Sebuah Renungan Untuk Para Suami yang Malas

Fulan, bukan nama sebenarnya, merupakan seorang karyawan di perusahan percetakan di kawasan Yogyakarta. Gajinya jauh dari makna cukup kalau takarannya jumlah. Namun, beliau tidak mempunyai banyak pilihan untuk berpindah kerja, mengingat ijazah formalnya yang hanya setingkat sekolah menengah atas. Kebutuhannya semakin banyak dikala beliau tetapkan untuk menikah. Awal-awal pernikahan, keduanya cukup dengan jumlah penghasilan yang sedikit.
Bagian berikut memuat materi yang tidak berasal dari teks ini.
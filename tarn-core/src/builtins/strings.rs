// tarn-core - String and printing built-in functions
// Copyright (c) 2025 Tom Waddington. MIT licensed.

//! String building, printing, and symbol/keyword construction.

use tarn_parser::{KEYWORD_PREFIX, Symbol, TarnVal, pr_str};

use crate::context::CancelToken;
use crate::error::{Error, Result};

fn join(args: &[TarnVal], readable: bool, separator: &str) -> String {
    args.iter()
        .map(|arg| pr_str(arg, readable))
        .collect::<Vec<_>>()
        .join(separator)
}

/// (str & xs) - Concatenation of the display forms of the arguments
pub(crate) fn builtin_str(args: &[TarnVal], _token: &CancelToken) -> Result<TarnVal> {
    Ok(TarnVal::string(join(args, false, "")))
}

/// (pr-str & xs) - Readable forms joined with spaces
pub(crate) fn builtin_pr_str(args: &[TarnVal], _token: &CancelToken) -> Result<TarnVal> {
    Ok(TarnVal::string(join(args, true, " ")))
}

/// (prn & xs) - Print readable forms to stdout, return nil
pub(crate) fn builtin_prn(args: &[TarnVal], _token: &CancelToken) -> Result<TarnVal> {
    println!("{}", join(args, true, " "));
    Ok(TarnVal::Nil)
}

/// (println & xs) - Print display forms to stdout, return nil
pub(crate) fn builtin_println(args: &[TarnVal], _token: &CancelToken) -> Result<TarnVal> {
    println!("{}", join(args, false, " "));
    Ok(TarnVal::Nil)
}

/// (symbol s) - Symbol named by the string s
pub(crate) fn builtin_symbol(args: &[TarnVal], _token: &CancelToken) -> Result<TarnVal> {
    if args.len() != 1 {
        return Err(Error::arity_named("symbol", 1, args.len()));
    }
    match &args[0] {
        TarnVal::Str(s) if !s.starts_with(KEYWORD_PREFIX) => {
            Ok(TarnVal::Sym(Symbol::new(s)))
        }
        TarnVal::Sym(_) => Ok(args[0].clone()),
        other => Err(Error::type_error_in("symbol", "string", other.type_name())),
    }
}

/// (keyword s) - Keyword named by the string s
pub(crate) fn builtin_keyword(args: &[TarnVal], _token: &CancelToken) -> Result<TarnVal> {
    if args.len() != 1 {
        return Err(Error::arity_named("keyword", 1, args.len()));
    }
    match &args[0] {
        TarnVal::Str(s) => match s.strip_prefix(KEYWORD_PREFIX) {
            Some(_) => Ok(args[0].clone()),
            None => Ok(TarnVal::keyword(s)),
        },
        other => Err(Error::type_error_in("keyword", "string", other.type_name())),
    }
}

/// (name x) - Bare name of a keyword, symbol or string
pub(crate) fn builtin_name(args: &[TarnVal], _token: &CancelToken) -> Result<TarnVal> {
    if args.len() != 1 {
        return Err(Error::arity_named("name", 1, args.len()));
    }
    match &args[0] {
        TarnVal::Str(s) => {
            let name = s.strip_prefix(KEYWORD_PREFIX).unwrap_or(s);
            Ok(TarnVal::string(name))
        }
        TarnVal::Sym(sym) => Ok(TarnVal::string(sym.name())),
        other => Err(Error::type_error_in(
            "name",
            "string, keyword or symbol",
            other.type_name(),
        )),
    }
}
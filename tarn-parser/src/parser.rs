// tarn-parser - Parser for tarn
// Copyright (c) 2025 Tom Waddington. MIT licensed.

//! Recursive descent parser for tarn source code.
//!
//! Converts tokens into `TarnVal` AST nodes. Containers carry the cursor of
//! their opening delimiter, so an unterminated `(def …` reports the row of
//! the unmatched `(` rather than the end of input. `«Name …»` forms are
//! constructed at read time through an [`AdHocHost`] supplied by the
//! embedder.

use std::fmt;

use crate::lexer::{Lexer, LexerError, Token};
use crate::position::Position;
use crate::value::{Symbol, TarnVal};

/// Parser error with the cursor where parsing failed.
///
/// The `message` field is part of the REPL contract: an interactive shell
/// detects incomplete input by the `expected ')', got EOF` family of
/// messages (see [`ParseError::is_incomplete_input`]).
#[derive(Debug, Clone)]
pub struct ParseError {
    pub message: String,
    pub cursor: Position,
}

impl ParseError {
    fn at(message: impl Into<String>, cursor: Position) -> Self {
        ParseError {
            message: message.into(),
            cursor,
        }
    }

    /// True when the source was a syntactically valid prefix cut short by
    /// end of input, so a line editor should keep reading.
    #[must_use]
    pub fn is_incomplete_input(&self) -> bool {
        matches!(
            self.message.as_str(),
            "expected ')', got EOF"
                | "expected ']', got EOF"
                | "expected '}', got EOF"
                | "expected '»', got EOF"
                | "expected '\"', got EOF"
                | "expected '¬', got EOF"
        )
    }
}

impl fmt::Display for ParseError {
    fn fmt(&self, f: &mut fmt::Formatter<'_>) -> fmt::Result {
        if self.cursor.is_unknown() {
            write!(f, "{}", self.message)
        } else {
            write!(f, "{}: {}", self.cursor, self.message)
        }
    }
}

impl std::error::Error for ParseError {}

impl From<LexerError> for ParseError {
    fn from(e: LexerError) -> Self {
        ParseError {
            message: e.message,
            cursor: e.cursor,
        }
    }
}

/// Read-time constructor lookup for `«Name args…»` forms.
///
/// The embedder resolves `Name` in its environment and applies the resulting
/// builtin to the already-parsed `args`, returning the constructed value or
/// an error message.
pub trait AdHocHost {
    fn construct(
        &self,
        name: &str,
        args: &[TarnVal],
        cursor: &Position,
    ) -> Result<TarnVal, String>;
}

/// The parser converts tokens into `TarnVal` AST nodes.
pub struct Parser<'a> {
    lexer: Lexer<'a>,
    current: Token,
    current_pos: Position,
    host: Option<&'a dyn AdHocHost>,
}

impl<'a> Parser<'a> {
    /// Create a parser for the given source code.
    pub fn new(source: &'a str) -> Result<Self, ParseError> {
        Self::from_lexer(Lexer::new(source))
    }

    /// Create a parser whose cursors are relative to `start` (module name
    /// and starting row), for sources embedded in a host.
    pub fn positioned(source: &'a str, start: &Position) -> Result<Self, ParseError> {
        Self::from_lexer(Lexer::positioned(source, start))
    }

    fn from_lexer(mut lexer: Lexer<'a>) -> Result<Self, ParseError> {
        let current = lexer.next_token()?;
        let current_pos = lexer.token_position();
        Ok(Parser {
            lexer,
            current,
            current_pos,
            host: None,
        })
    }

    /// Install the read-time constructor host for `«…»` forms.
    #[must_use]
    pub fn with_host(mut self, host: &'a dyn AdHocHost) -> Self {
        self.host = Some(host);
        self
    }

    /// Parse a single form from the source.
    /// Returns None if at end of input.
    pub fn parse(&mut self) -> Result<Option<TarnVal>, ParseError> {
        if matches!(self.current, Token::Eof) {
            return Ok(None);
        }
        let val = self.parse_form()?;
        Ok(Some(val))
    }

    /// Parse all forms from the source.
    pub fn parse_all(&mut self) -> Result<Vec<TarnVal>, ParseError> {
        let mut forms = Vec::new();
        while let Some(form) = self.parse()? {
            forms.push(form);
        }
        Ok(forms)
    }

    /// True once every token has been consumed.
    #[must_use]
    pub fn at_eof(&self) -> bool {
        matches!(self.current, Token::Eof)
    }

    /// Cursor of the token about to be parsed.
    #[must_use]
    pub fn position(&self) -> Position {
        self.current_pos.clone()
    }

    // ========================================================================
    // Internal parsing methods
    // ========================================================================

    fn bump(&mut self) -> Result<Token, ParseError> {
        let next = self.lexer.next_token()?;
        let prev = std::mem::replace(&mut self.current, next);
        self.current_pos = self.lexer.token_position();
        Ok(prev)
    }

    fn parse_form(&mut self) -> Result<TarnVal, ParseError> {
        let pos = self.current_pos.clone();
        match &self.current {
            Token::Nil => {
                self.bump()?;
                Ok(TarnVal::Nil)
            }
            Token::True => {
                self.bump()?;
                Ok(TarnVal::Bool(true))
            }
            Token::False => {
                self.bump()?;
                Ok(TarnVal::Bool(false))
            }
            Token::Int(n) => {
                let n = *n;
                self.bump()?;
                Ok(TarnVal::Int(n))
            }
            Token::Str(s) => {
                let s = s.clone();
                self.bump()?;
                Ok(TarnVal::string(s))
            }
            Token::Keyword(name) => {
                let name = name.clone();
                self.bump()?;
                Ok(TarnVal::keyword(&name))
            }
            Token::Symbol(name) => {
                let name = name.clone();
                self.bump()?;
                Ok(TarnVal::Sym(Symbol::at(&name, pos)))
            }

            Token::LParen => self.parse_list(),
            Token::LBracket => self.parse_vector(),
            Token::LBrace => self.parse_map(),
            Token::OpenAdHoc => self.parse_adhoc(),

            Token::Quote => self.parse_reader_macro("quote"),
            Token::Quasiquote => self.parse_reader_macro("quasiquote"),
            Token::Unquote => self.parse_reader_macro("unquote"),
            Token::SpliceUnquote => self.parse_reader_macro("splice-unquote"),
            Token::Deref => self.parse_reader_macro("deref"),
            Token::Meta => self.parse_meta(),

            Token::RParen => Err(ParseError::at("unexpected ')'", pos)),
            Token::RBracket => Err(ParseError::at("unexpected ']'", pos)),
            Token::RBrace => Err(ParseError::at("unexpected '}'", pos)),
            Token::CloseAdHoc => Err(ParseError::at("unexpected '»'", pos)),
            Token::Eof => Err(ParseError::at("unexpected EOF", pos)),
        }
    }

    fn parse_list(&mut self) -> Result<TarnVal, ParseError> {
        let open = self.current_pos.clone();
        self.bump()?; // consume (
        let mut elements = Vec::new();

        loop {
            match self.current {
                Token::RParen => {
                    self.bump()?;
                    return Ok(TarnVal::list_at(elements, open));
                }
                Token::Eof => return Err(ParseError::at("expected ')', got EOF", open)),
                _ => elements.push(self.parse_form()?),
            }
        }
    }

    fn parse_vector(&mut self) -> Result<TarnVal, ParseError> {
        let open = self.current_pos.clone();
        self.bump()?; // consume [
        let mut elements = Vec::new();

        loop {
            match self.current {
                Token::RBracket => {
                    self.bump()?;
                    return Ok(TarnVal::vector_at(elements, open));
                }
                Token::Eof => return Err(ParseError::at("expected ']', got EOF", open)),
                _ => elements.push(self.parse_form()?),
            }
        }
    }

    fn parse_map(&mut self) -> Result<TarnVal, ParseError> {
        let open = self.current_pos.clone();
        self.bump()?; // consume {
        let mut forms = Vec::new();

        loop {
            match self.current {
                Token::RBrace => {
                    self.bump()?;
                    break;
                }
                Token::Eof => return Err(ParseError::at("expected '}', got EOF", open)),
                _ => forms.push(self.parse_form()?),
            }
        }

        if forms.len() % 2 != 0 {
            return Err(ParseError::at(
                "hash-map literal requires an even number of forms",
                open,
            ));
        }
        let mut pairs = Vec::with_capacity(forms.len() / 2);
        let mut iter = forms.into_iter();
        while let (Some(key), Some(value)) = (iter.next(), iter.next()) {
            match key {
                TarnVal::Str(s) => pairs.push((s.to_string(), value)),
                _ => return Err(ParseError::at("expected hash-map key string", open)),
            }
        }
        Ok(TarnVal::map_at(pairs, open))
    }

    /// `«Name args…»`: look `Name` up in the host environment and call the
    /// resulting builtin with the parsed args. The lookup happens at read
    /// time, not eval time.
    fn parse_adhoc(&mut self) -> Result<TarnVal, ParseError> {
        let open = self.current_pos.clone();
        self.bump()?; // consume «

        let name = match &self.current {
            Token::Symbol(name) => name.clone(),
            other => {
                return Err(ParseError::at(
                    format!("expected constructor symbol after '«', got {}", other),
                    open,
                ));
            }
        };
        self.bump()?;

        let mut args = Vec::new();
        loop {
            match self.current {
                Token::CloseAdHoc => {
                    self.bump()?;
                    break;
                }
                Token::Eof => return Err(ParseError::at("expected '»', got EOF", open)),
                _ => args.push(self.parse_form()?),
            }
        }

        let host = self.host.ok_or_else(|| {
            ParseError::at(format!("unknown ad-hoc constructor '«{}»'", name), open.clone())
        })?;
        host.construct(&name, &args, &open)
            .map_err(|message| ParseError::at(message, open))
    }

    /// `'x`, `` `x ``, `~x`, `~@x`, `@x` rewrite to `(<name> x)` with the
    /// macro token's cursor on both the symbol and the list.
    fn parse_reader_macro(&mut self, name: &str) -> Result<TarnVal, ParseError> {
        let pos = self.current_pos.clone();
        self.bump()?; // consume the macro token
        let form = self.parse_form()?;
        Ok(TarnVal::list_at(
            vec![TarnVal::Sym(Symbol::at(name, pos.clone())), form],
            pos,
        ))
    }

    /// `^m v` rewrites to `(with-meta v m)` — note the argument swap.
    fn parse_meta(&mut self) -> Result<TarnVal, ParseError> {
        let pos = self.current_pos.clone();
        self.bump()?; // consume ^
        let meta = self.parse_form()?;
        let value = self.parse_form()?;
        Ok(TarnVal::list_at(
            vec![
                TarnVal::Sym(Symbol::at("with-meta", pos.clone())),
                value,
                meta,
            ],
            pos,
        ))
    }
}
Tapi kondisi benar-benar berbeda sesudah lahir anak pertama. Pengeluaran makin tidak sanggup terbendung hingga anak ketiganya lahir.



Beruntungnya, beliau mendapat pinjaman penuh dari istrinya. Seorang perempuan shalihah yang percaya penuh dengan kepemimpinan suaminya. Hingga dalam sebuah musyawarah penuh hangat nan romantis, keduanya setuju untuk membuka warung makan angkringan dengan tagline halalan thayyiban.

Sang istri mempersiapkan segalanya di siang hari sembari menunggu suaminya pulang bekerja. Setelah hingga rumah, sang suami segera mempersiapkan barang dagangan yang digelar tak jauh dari tempat tinggal mereka.

Didapatkan  dari sumber yang terpercaya, hasil berjualan ini di luar dugaan. Melimpah. Insya Yang Mahakuasa berkah. “Jumlahnya tiga kali lipat kalau dibanding honor di perusahaan tempat bekerja.”

Para suami hendaknya mengakibatkan cerita konkret ini sebagai rujukan. Mulailah dengan mengubah paradigma bahwa bekerja ialah salah satu ibadah. Hukumnya wajib untuk memenuhi nafkah bagi istri dan anak-anak. Di tahap ini, urusan seorang pria hanya berusaha sebagai wujud ibadah. Tak lebih dari itu.

Selanjutnya, tanamkan di dalam nurani, jangan hingga merasa memenuhi kebutuhan istri dan bawah umur atau memberi makan kepada mereka. Sebab hakikatnya, Yang Mahakuasa Ta’ala yang menjamin rezeki bagi seluruh hamba-Nya. Manusia hanya dijadikan mediator dan itu tidak harus dari orang terdekat.

Setelah bekerja, kewajiban telah ditunaikan. Barulah berpikir wacana kualitas ibadah yang seharusnya, semoga ibadah kita diterima dan mempunyai imbas dalam kehidupan sehari-hari.

Jika pemahaman tauhid menyerupai ini sudah terbentuk, hasil tak pernah menjadi permasalahan. Sebab insan tidak punya wilayah dalam memilih hasil. Hasil ialah kekuasaan Yang Mahakuasa Ta’ala. Dia berkehendak untuk menunjukkan kepada siapa yang dikehendaki dan Berkehendak pula untuk menahan dari siapa yang dikehendaki.

Maka kepada siapa pun yang merasa laki-laki, apalagi telah mengambil amanah sebagai suami, jangan bermalas diri. Bergegaslah menyambut karunia Yang Mahakuasa Ta’ala yang lebih luas dari langit bumi dan apa yang ada di antara keduanya.